Voici à mon sens les questions de départ qu’une personne devrait se poser dès lors qu’elle est sollicitée pour prendre un poste de manager. Pour beaucoup, l’accession à un rôle d’encadrement est une gratification. Elle vient nourrir l’amour propre et est difficile à refuser. C’est donc à la direction d’être claire sur ses attentes lorsqu’elle propose le poste.

La personne pressentie aura alors le loisir d’accepter ou de refuser ce qui sera un acte courageux.

Etre sujet dans sa fonction de manager, c’est donner de la cohérence à ses pensées, ses convictions et ses actes. A ce titre, le manager devra abandonner l’idée de plaire à tous. Le manager courageux n’est pas un séducteur et à l’image de Churchill, il peut promettre « du sang, de la peine, des larmes et de la sueur » si la situation l’impose.
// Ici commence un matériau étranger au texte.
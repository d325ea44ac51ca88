use hair_care_tracker::{
    reminders::{LogSink, ReminderEngine, ReminderService, TICK_PERIOD},
    router, AppState, Config, Storage,
};
use std::{net::SocketAddr, sync::Arc};
use tokio::fs;
use tracing::{info, warn};
use tracing_subscriber::{fmt, EnvFilter};

#[tokio::main]
async fn main() -> Result<(), Box<dyn std::error::Error>> {
    fmt()
        .with_env_filter(EnvFilter::from_default_env().add_directive("info".parse()?))
        .init();

    let config = Config::from_env();
    if let Some(parent) = config.data_path.parent() {
        if !parent.as_os_str().is_empty() {
            fs::create_dir_all(parent).await?;
        }
    }

    let storage = Storage::JsonFile(config.data_path.clone());
    let data = storage.load().await;
    info!(days = data.days.len(), path = %config.data_path.display(), "loaded checklist");
    let state = AppState::new(storage, data);

    let reminders = config.reminders.then(|| {
        ReminderService::start(
            state.clone(),
            Arc::new(LogSink::new(config.notifications)),
            ReminderEngine::default(),
            TICK_PERIOD,
        )
    });
    if reminders.is_none() {
        info!("reminders disabled");
    }

    let app = router(state);
    let addr = SocketAddr::from(([0, 0, 0, 0], config.port));

    info!("listening on http://{addr}");
    let listener = tokio::net::TcpListener::bind(addr).await?;
    axum::serve(listener, app)
        .with_graceful_shutdown(shutdown_signal())
        .await?;

    if let Some(service) = reminders {
        service.stop().await;
    }
    info!("shut down");
    Ok(())
}

async fn shutdown_signal() {
    let ctrl_c = async {
        if let Err(err) = tokio::signal::ctrl_c().await {
            warn!("failed to listen for ctrl-c: {err}");
            std::future::pending::<()>().await;
        }
    };

    #[cfg(unix)]
    let terminate = async {
        match tokio::signal::unix::signal(tokio::signal::unix::SignalKind::terminate()) {
            Ok(mut signal) => {
                signal.recv().await;
            }
            Err(err) => {
                warn!("failed to listen for SIGTERM: {err}");
                std::future::pending::<()>().await;
            }
        }
    };

    #[cfg(not(unix))]
    let terminate = std::future::pending::<()>();

    tokio::select! {
        _ = ctrl_c => {},
        _ = terminate => {},
    }
}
Il devra prendre des décisions, les meilleures ou les « moins pires », il devra faire des choix et donc renoncer.

Enfin, il devra assumer le résultat de ses actes notamment quand ils conduiront à l’échec. Là, son courage sera à la hauteur de sa résilience.

En conclusion, le manager courageux n’est pas forcément charismatique, il peut être le travailleur de l’ombre. Il a des convictions qu’il défend dans l’intérêt du bien commun et a donc quelque peu renoncé à son amour propre.